What present tense does is shift the perspective. Because the narrator is not recalling events with hindsight, the character’s uncertainty becomes the reader’s uncertainty too:

He hesitates a moment. It looks like he might say something, but then he turns away. She wonders if she will ever see him again.

Compared to the past-tense version, this creates suspense rather than irony. Neither the character nor the reader knows what’s coming next, and that shared not-knowing is the present tense’s greatest strength.

Different, Not Better

Each tense has its advocates. David Mitchell argues that “…some books just come alive in the present tense in a way I feel they don’t when told in the past tense.” Philip Pullman counters: “What I dislike about the present-tense narrative is its limited range of expressiveness. I feel claustrophobic, always pressed up against the immediate.” What feels like a limitation to one writer is an asset to another. The question is never which tense is superior, but which one best serves your story.

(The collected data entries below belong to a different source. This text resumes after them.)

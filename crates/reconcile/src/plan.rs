//! Plan builder: desired login plus observed state to ordered operations.
//!
//! This module has no side effects. The same plan drives check and apply
//! runs; the executor decides whether each operation is sent.

use crate::model::{fold, LoginSpec, RoleSet};
use crate::operation::Operation;
use crate::types::{BindingStatus, ObservedLoginState, ObservedUserState};

/// Role every database user belongs to implicitly.
const PUBLIC_ROLE: &str = "public";

/// Operations for one login, in execution order.
#[derive(Debug, Clone, Default, PartialEq, Eq)]
pub struct Plan {
    pub operations: Vec<Operation>,
    pub warnings: Vec<String>,
    pub errors: Vec<String>,
    /// Nothing can be done for this login
    pub halted: bool,
}

impl Plan {
    pub fn is_empty(&self) -> bool {
        self.operations.is_empty()
    }
}

/// Build the plan for one login.
pub fn plan_login(
    spec: &LoginSpec,
    observed: &ObservedLoginState,
    auto_create_roles: &RoleSet,
) -> Plan {
    let mut plan = Plan::default();

    if spec.state.is_absent() {
        plan_bindings(spec, observed, auto_create_roles, &mut plan);
        if observed.exists {
            plan.operations.push(Operation::DropLogin {
                login: spec.name.clone(),
            });
        }
        return plan;
    }

    if observed.exists {
        if !observed.default_database_matches
            && let Some(database) = &spec.default_database
        {
            plan.operations.push(Operation::AlterDefaultDatabase {
                login: spec.name.clone(),
                database: database.clone(),
            });
        }
        if !observed.default_language_matches
            && let Some(language) = &spec.default_language
        {
            plan.operations.push(Operation::AlterDefaultLanguage {
                login: spec.name.clone(),
                language: language.clone(),
            });
        }
        if !observed.password_matches
            && !spec.is_windows()
            && let Some(password) = &spec.password
        {
            plan.operations.push(Operation::AlterPassword {
                login: spec.name.clone(),
                password: password.clone(),
            });
        }
    } else {
        if !spec.is_windows() && spec.password.is_none() {
            plan.errors.push(format!(
                "error occurred while creating login: sql login {} needs a password",
                spec.name
            ));
            plan.halted = true;
            return plan;
        }
        plan.operations.push(Operation::CreateLogin {
            login: spec.name.clone(),
            windows: spec.is_windows(),
            sid: spec.effective_sid(),
            password: spec.password.clone(),
            default_database: spec.default_database.clone(),
            default_language: spec.default_language.clone(),
        });
    }

    if observed.enabled != spec.enabled {
        plan.operations.push(Operation::SetEnabled {
            login: spec.name.clone(),
            enabled: spec.enabled,
        });
    }

    plan_bindings(spec, observed, auto_create_roles, &mut plan);
    plan
}

fn plan_bindings(
    spec: &LoginSpec,
    observed: &ObservedLoginState,
    auto_create_roles: &RoleSet,
    plan: &mut Plan,
) {
    for ((user, binding), seen) in spec.bindings().zip(&observed.bindings) {
        let database = &binding.database;
        let state = match &seen.status {
            BindingStatus::Skipped(reason) => {
                plan.warnings.push(reason.warning(database));
                continue;
            }
            BindingStatus::Failed(message) => {
                plan.errors.push(message.clone());
                continue;
            }
            BindingStatus::Ready(state) => state,
        };

        if binding.state.is_absent() {
            if state.exists {
                plan.operations.push(Operation::DropUser {
                    database: database.clone(),
                    user: user.name.clone(),
                });
            }
            continue;
        }

        if !state.exists || !state.linked {
            plan.operations.push(Operation::CreateUser {
                database: database.clone(),
                user: user.name.clone(),
                login: spec.name.clone(),
                sid: spec.effective_sid(),
                reassociate: state.exists,
            });
        }

        let effective = effective_roles(
            &user.name,
            database,
            &binding.roles,
            state,
            auto_create_roles,
            plan,
        );

        for role in state.memberships.iter() {
            if !effective.contains(role) {
                plan.operations.push(Operation::RemoveRoleMember {
                    database: database.clone(),
                    user: user.name.clone(),
                    role: role.to_string(),
                });
            }
        }
        for role in effective.iter() {
            if !state.memberships.contains(role) {
                plan.operations.push(Operation::AddRoleMember {
                    database: database.clone(),
                    user: user.name.clone(),
                    role: role.to_string(),
                });
            }
        }
    }
}

/// Requested roles that exist, spelled as the catalog spells them. Missing
/// roles are warned about, unless they may be created.
fn effective_roles(
    user: &str,
    database: &str,
    requested: &RoleSet,
    state: &ObservedUserState,
    auto_create_roles: &RoleSet,
    plan: &mut Plan,
) -> RoleSet {
    let mut effective = RoleSet::new();

    for role in requested.iter() {
        if fold(role) == PUBLIC_ROLE {
            continue;
        }
        if let Some(name) = state.available_roles.get(role) {
            effective.insert(name);
        } else if auto_create_roles.contains(role) {
            plan.operations.push(Operation::CreateRole {
                database: database.to_string(),
                role: role.to_string(),
            });
            effective.insert(role);
        } else {
            let available: Vec<&str> = state.available_roles.iter().collect();
            plan.warnings.push(format!(
                "database {database}, user {user} sql role: {role} unavailable, available roles: {}",
                available.join(", ")
            ));
        }
    }

    effective
}
//! TDS sessions over tiberius.
//!
//! The engine is synchronous and runs on rayon workers, so each session owns
//! a current-thread tokio runtime and blocks on it. Nothing is pooled: a
//! session is opened per probe or operation and closed when dropped.

use crate::config::ServerConfig;
use crate::error::{Error, Result};
use crate::retry::{with_retry, RetryConfig};
use reconcile::{ConnectionFactory, Operation, Probe, ServerVersion, Session, Statement};
use std::future::Future;
use std::time::Duration;
use tiberius::{Client, Query};
use tokio::net::TcpStream;
use tokio::runtime::Runtime;
use tokio_util::compat::{Compat, TokioAsyncWriteCompatExt};

type TdsClient = Client<Compat<TcpStream>>;

/// Opens sessions against one SQL Server instance.
#[derive(Debug, Clone)]
pub struct TdsFactory {
    config: ServerConfig,
}

impl TdsFactory {
    pub fn new(config: ServerConfig) -> Self {
        Self { config }
    }

    pub fn config(&self) -> &ServerConfig {
        &self.config
    }

    /// Open a session, retrying transient network failures.
    pub fn open(&self, database: &str) -> Result<TdsSession> {
        let retry = RetryConfig::with_attempts(self.config.connect_attempts);
        with_retry(&retry, || TdsSession::open(&self.config, database))
    }
}

impl ConnectionFactory for TdsFactory {
    fn connect(&self, database: &str) -> reconcile::Result<Box<dyn Session + '_>> {
        Ok(Box::new(self.open(database)?))
    }

    fn server_version(&self) -> reconcile::Result<String> {
        let mut session = self.open(reconcile::inspect::SERVER_DATABASE)?;
        let version =
            session.text("SELECT CAST(SERVERPROPERTY('ProductVersion') AS nvarchar(128))")?;
        Ok(version)
    }
}

/// One open connection plus the runtime driving it.
pub struct TdsSession {
    runtime: Runtime,
    client: TdsClient,
    timeout: Duration,
}

impl TdsSession {
    fn open(config: &ServerConfig, database: &str) -> Result<Self> {
        let runtime = tokio::runtime::Builder::new_current_thread()
            .enable_all()
            .build()
            .map_err(|e| Error::Runtime(e.to_string()))?;
        let timeout = config.timeout();
        let address = config.address();
        let tds = config.tiberius(database);

        let client = runtime.block_on(async {
            let tcp = tokio::time::timeout(timeout, TcpStream::connect(&address))
                .await
                .map_err(|_| Error::Timeout(timeout.as_secs()))?
                .map_err(|e| Error::network(&address, &e))?;
            tcp.set_nodelay(true)
                .map_err(|e| Error::network(&address, &e))?;

            tokio::time::timeout(timeout, Client::connect(tds, tcp.compat_write()))
                .await
                .map_err(|_| Error::Timeout(timeout.as_secs()))?
                .map_err(Error::from)
        })?;

        log::debug!("connected to {address}, database {database}");
        Ok(Self {
            runtime,
            client,
            timeout,
        })
    }

    /// First column of the first row as text.
    pub fn text(&mut self, sql: &str) -> Result<String> {
        let Self {
            runtime,
            client,
            timeout,
        } = self;
        let value = block_on(runtime, *timeout, async move {
            let row = Query::new(sql).query(client).await?.into_row().await?;
            match row {
                Some(row) => Ok(row.try_get::<&str, _>(0)?.map(str::to_string)),
                None => Ok(None),
            }
        })?;
        value.ok_or_else(|| Error::UnexpectedResult(format!("no value returned by: {sql}")))
    }

    fn flag_of(&mut self, statement: &Statement) -> Result<Option<bool>> {
        log::trace!("{}", statement.sql);
        let Self {
            runtime,
            client,
            timeout,
        } = self;
        block_on(runtime, *timeout, async move {
            let row = bind(statement).query(client).await?.into_row().await?;
            match row {
                Some(row) => row.try_get::<bool, _>(0),
                None => Ok(None),
            }
        })
    }

    fn names_of(&mut self, statement: &Statement) -> Result<Vec<String>> {
        log::trace!("{}", statement.sql);
        let Self {
            runtime,
            client,
            timeout,
        } = self;
        block_on(runtime, *timeout, async move {
            let rows = bind(statement).query(client).await?.into_first_result().await?;
            let mut names = Vec::with_capacity(rows.len());
            for row in &rows {
                if let Some(name) = row.try_get::<&str, _>(0)? {
                    names.push(name.to_string());
                }
            }
            Ok(names)
        })
    }

    /// Run a statement in its own transaction; roll back on failure.
    fn execute_in_transaction(&mut self, statement: &Statement) -> Result<()> {
        log::trace!("{}", statement.sql);
        let Self {
            runtime,
            client,
            timeout,
        } = self;
        // a timeout drops the session and the server rolls the transaction back
        block_on(runtime, *timeout, async move {
            client
                .simple_query("BEGIN TRANSACTION")
                .await?
                .into_results()
                .await?;

            match bind(statement).execute(&mut *client).await {
                Ok(_) => {
                    client
                        .simple_query("COMMIT TRANSACTION")
                        .await?
                        .into_results()
                        .await?;
                    Ok(())
                }
                Err(e) => {
                    match client
                        .simple_query("IF @@TRANCOUNT > 0 ROLLBACK TRANSACTION")
                        .await
                    {
                        Ok(stream) => {
                            if let Err(rollback) = stream.into_results().await {
                                log::warn!("rollback failed: {rollback}");
                            }
                        }
                        Err(rollback) => log::warn!("rollback failed: {rollback}"),
                    }
                    Err(e)
                }
            }
        })
    }
}

impl Session for TdsSession {
    fn flag(&mut self, probe: &Probe) -> reconcile::Result<Option<bool>> {
        Ok(self.flag_of(&probe.statement())?)
    }

    fn names(&mut self, probe: &Probe) -> reconcile::Result<Vec<String>> {
        Ok(self.names_of(&probe.statement())?)
    }

    fn apply(&mut self, operation: &Operation, version: &ServerVersion) -> reconcile::Result<()> {
        Ok(self.execute_in_transaction(&operation.statement(version))?)
    }
}

/// Build a driver query with every parameter bound positionally.
fn bind(statement: &Statement) -> Query<'static> {
    let mut query = Query::new(statement.sql.clone());
    for param in &statement.params {
        query.bind(param.value().to_string());
    }
    query
}

fn block_on<T>(
    runtime: &Runtime,
    timeout: Duration,
    future: impl Future<Output = tiberius::Result<T>>,
) -> Result<T> {
    runtime.block_on(async {
        tokio::time::timeout(timeout, future)
            .await
            .map_err(|_| Error::Timeout(timeout.as_secs()))?
            .map_err(Error::from)
    })
}

#[cfg(test)]
mod tests {
    use super::*;
    use reconcile::Password;

    #[test]
    fn test_bind_keeps_secrets_out_of_sql() {
        let probe = Probe::PasswordMatches {
            login: "alice".into(),
            password: Password::new("hunter2"),
        };
        let statement = probe.statement();
        let _query = bind(&statement);
        assert!(!statement.sql.contains("hunter2"));
        assert_eq!(statement.params.len(), 2);
        assert_eq!(statement.params[1].value(), "hunter2");
    }

    #[test]
    fn test_unreachable_server_is_connection_error() {
        let mut config = ServerConfig::new("127.0.0.1");
        // reserved port, nothing listens
        config.port = 1;
        config.timeout_secs = 2;
        config.connect_attempts = 1;
        let factory = TdsFactory::new(config);

        let err = match factory.connect("master") {
            Ok(_) => panic!("connected to a closed port"),
            Err(e) => e,
        };
        assert!(matches!(err, reconcile::Error::Connection(_)), "{err}");
    }
}
//! # Reconcile
//!
//! Declarative reconciliation of SQL Server security principals.
//!
//! Declare logins, their database users and role memberships; this crate
//! reads the live catalog, computes the minimal idempotent set of changes
//! and applies them (or only reports them in check mode), many logins at a
//! time.
//!
//! ## Core Concepts
//!
//! - **Specification**: validated, merged [`LoginSpec`]s built from JSON documents
//! - **Inspector**: read-only [`Probe`]s answering what the server holds now
//! - **Plan**: a pure mapping from desired plus observed state to [`Operation`]s
//! - **Executor**: re-checks each operation's precondition, then applies it or not
//! - **Reconciler**: pre-flight, bulk existence check, worker pool, [`RunReport`]
//!
//! ## Example
//!
//! ```ignore
//! use reconcile::{MemoryServer, Reconciler, RunOptions, Specification};
//!
//! let server = MemoryServer::new("15.0.2000.5");
//! let mut spec = Specification::default();
//! spec.add_json("logins.json", r#"{"alice": {"password": "pw"}}"#)?;
//!
//! let report = Reconciler::new(&server, RunOptions::check()).run(&spec, "15.0.2000.5")?;
//! assert!(report.changed);
//! ```
//!
//! ## Provider Traits
//!
//! - [`ConnectionFactory`] / [`Session`]: scoped server sessions, injected by the caller
//! - [`ProgressCallback`]: receives each finished login
//!
//! The crate has no driver dependency; `sqlserver` provides the TDS backend.
//! The `testing` feature adds `MemoryServer`, an in-memory catalog for tests.

pub mod context;
pub mod coordinator;
pub mod error;
pub mod executor;
pub mod inspect;
#[cfg(any(test, feature = "testing"))]
pub mod memory;
pub mod model;
pub mod operation;
pub mod plan;
pub mod reconciler;
pub mod report;
pub mod sql;
pub mod types;

// Re-export main types at crate root
pub use context::{ConnectionFactory, NoProgress, ProgressCallback, Session};
pub use coordinator::WorkerPool;
pub use error::{Error, ErrorCategory, Result};
pub use executor::Executor;
pub use inspect::{Inspector, Probe};
#[cfg(any(test, feature = "testing"))]
pub use memory::MemoryServer;
pub use model::{
    derive_sid, is_windows_login, DatabaseBinding, DuplicatePolicy, Entries, LoginDocument,
    LoginSpec, Password, PrincipalState, RoleSet, Specification, UserSpec,
};
pub use operation::Operation;
pub use plan::{plan_login, Plan};
pub use reconciler::Reconciler;
pub use report::{LoginReport, RunReport, RunSummary};
pub use sql::{Param, ServerVersion, Statement};
pub use types::{
    BindingStatus, Mode, ObservedBinding, ObservedLoginState, ObservedUserState, RunOptions,
    SkipReason,
};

Certain genres tend to work more naturally with one tense than the other. Broadly speaking, the past tense suits historical fiction, epic fantasy, mystery novels, and multi-generational sagas—stories that need scope, movement across time, and the weight of retrospection. For example, The Lord of the Rings and Game of Thrones suit past tense because the stories feel like history being told. In genres like young adult fiction, psychological thrillers, romance, and survival stories, such as The Hunger Games, present tense is frequently effective, especially when tension, uncertainty, and high stakes matter most. That said, Hilary Mantel wrote her historical novel Wolf Hall in the present tense, and it won the Booker Prize. So much for genre rules.

Let the Story Decide

Ultimately, the choice isn’t about which tense is correct. It’s about which one better supports the story you’re writing. I learned this lesson the hard way. I drafted my novel Graëlfire in the present tense, convinced it suited a modern-day Grail quest adventure unfolding over a few weeks. Present tense gave the story mystery and kept the reader guessing. By the end of the first draft, though, I realised the novel’s emotional weight rested as much on the medieval backstory as on the present-day plot. The conflicts my characters faced had their roots centuries earlier, and it became too clunky and distant to reveal all that through exposition. The past needed to speak for itself.

So, I introduced a historical thread, and the book became a dual timeline narrative with alternating threads. That solved one problem and created another. Present tense pulls everything into the here and now, flattening the relationship between cause and consequence. My medieval sections also needed the depth and resonance of history, not the pulse of something unfolding alongside the modern plot. But switching tenses between timelines would have been jarring for the reader, so I rewrote both threads in the past tense. It meant considerable redrafting, but it gave the novel far more balance and cohesion.

My forthcoming book is different. I drafted it first as a film script—a discipline that forced me to tell the story through dialogue alone, leaving little room for explanation and the world-building I tend to linger in. When I converted it into prose, the present tense carried over naturally—and it proved the right call. The atmosphere is gothic, the timeframe tight, and the protagonist under sustained psychological pressure. Present tense heightens all of that. Unlike Graëlfire and its sequel Graëlstorm, where retrospection bore the weight of consequence, this book needs the beat of doubt and uncertainty.

Choosing between past and present tense is a stylistic decision: it’s about whether your story benefits more from the clarity of hindsight or the uncertainty of unfolding experience.